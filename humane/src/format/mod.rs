use crate::context::AppContext;
use owo_colors::OwoColorize;
use serde::{Deserialize, Serialize};
use std::fmt;
use std::io::IsTerminal;

/// Color output control
#[derive(Debug, Clone, Copy, Default, PartialEq, Eq, Serialize, Deserialize)]
#[serde(rename_all = "lowercase")]
pub enum ColorChoice {
    /// Color when writing to a terminal and NO_COLOR is unset
    #[default]
    Auto,
    /// Always color
    Always,
    /// Never color
    Never,
}

impl From<&str> for ColorChoice {
    fn from(s: &str) -> Self {
        match s.to_lowercase().as_str() {
            "always" | "true" | "yes" => ColorChoice::Always,
            "never" | "false" | "no" => ColorChoice::Never,
            _ => ColorChoice::Auto,
        }
    }
}

impl fmt::Display for ColorChoice {
    fn fmt(&self, f: &mut fmt::Formatter<'_>) -> fmt::Result {
        let name = match self {
            ColorChoice::Auto => "auto",
            ColorChoice::Always => "always",
            ColorChoice::Never => "never",
        };
        f.write_str(name)
    }
}

/// Output format for CLI commands
#[derive(Debug, Clone, Copy, Default, PartialEq, Eq, Serialize, Deserialize)]
#[serde(rename_all = "lowercase")]
pub enum OutputFormat {
    /// Human-readable pretty format
    #[default]
    Pretty,
    /// JSON format
    Json,
    /// YAML format
    Yaml,
}

impl From<&str> for OutputFormat {
    fn from(s: &str) -> Self {
        match s.to_lowercase().as_str() {
            "json" => OutputFormat::Json,
            "yaml" | "yml" => OutputFormat::Yaml,
            _ => OutputFormat::Pretty,
        }
    }
}

impl fmt::Display for OutputFormat {
    fn fmt(&self, f: &mut fmt::Formatter<'_>) -> fmt::Result {
        let name = match self {
            OutputFormat::Pretty => "pretty",
            OutputFormat::Json => "json",
            OutputFormat::Yaml => "yaml",
        };
        f.write_str(name)
    }
}

/// Trait for types that can be formatted for CLI output
pub trait Formattable: Serialize {
    /// Format the type for pretty (human-readable) output
    fn format_pretty(&self) -> String;
}

/// Format a single item for output
pub fn format_output<T: Formattable>(item: &T, format: OutputFormat) -> Result<String, String> {
    match format {
        OutputFormat::Pretty => Ok(item.format_pretty()),
        OutputFormat::Json => serde_json::to_string_pretty(item)
            .map_err(|e| format!("Failed to serialize to JSON: {}", e)),
        OutputFormat::Yaml => {
            serde_yaml::to_string(item).map_err(|e| format!("Failed to serialize to YAML: {}", e))
        }
    }
}

/// Format a vector of items for output
pub fn format_output_vec<T: Formattable>(
    items: &[T],
    format: OutputFormat,
) -> Result<String, String> {
    match format {
        OutputFormat::Pretty => {
            let output: Vec<String> = items.iter().map(|item| item.format_pretty()).collect();
            Ok(output.join("\n"))
        }
        OutputFormat::Json => serde_json::to_string_pretty(items)
            .map_err(|e| format!("Failed to serialize to JSON: {}", e)),
        OutputFormat::Yaml => {
            serde_yaml::to_string(items).map_err(|e| format!("Failed to serialize to YAML: {}", e))
        }
    }
}

/// Check if we should use colors in output
pub fn should_color(ctx: &AppContext) -> bool {
    match ctx.config.style.color {
        ColorChoice::Always => true,
        ColorChoice::Never => false,
        ColorChoice::Auto => {
            std::env::var("NO_COLOR").is_err()
                && (std::io::stdout().is_terminal() || std::io::stderr().is_terminal())
        }
    }
}

/// Colorize a checkmark for success if colors are enabled
pub fn checkmark(ctx: &AppContext) -> String {
    if should_color(ctx) {
        format!("{}", "✓".green().bold())
    } else {
        "✓".to_string()
    }
}

/// Colorize an X mark for errors if colors are enabled
pub fn error_mark(ctx: &AppContext) -> String {
    if should_color(ctx) {
        format!("{}", "✗".red().bold())
    } else {
        "✗".to_string()
    }
}

/// Print a success message
pub fn success(ctx: &AppContext, message: &str) {
    println!("{} {}", checkmark(ctx), message);
}

/// Print an error message to stderr
pub fn error(ctx: &AppContext, message: &str) {
    eprintln!("{} {}", error_mark(ctx), message);
}

/// Print an item in the requested format, exiting on serialization failure
pub fn emit<T: Formattable>(ctx: &AppContext, item: &T, format: OutputFormat) {
    match format_output(item, format) {
        Ok(output) => println!("{}", output),
        Err(e) => fail(ctx, &format!("formatting output: {}", e)),
    }
}

/// Print a list of items in the requested format, exiting on serialization failure
pub fn emit_vec<T: Formattable>(ctx: &AppContext, items: &[T], format: OutputFormat) {
    match format_output_vec(items, format) {
        Ok(output) => println!("{}", output),
        Err(e) => fail(ctx, &format!("formatting output: {}", e)),
    }
}

/// Print an error message and exit with status 1
pub fn fail(ctx: &AppContext, message: &str) -> ! {
    error(ctx, message);
    std::process::exit(1);
}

**HOW TO COMPLETE THIS TASK**. The job here is to find each line above with the word "requested" and copy it.

**WRITTEN REPLY**.
/// Print an item in the requested format, exiting on serialization failure
/// Print a list of items in the requested format, exiting on serialization failure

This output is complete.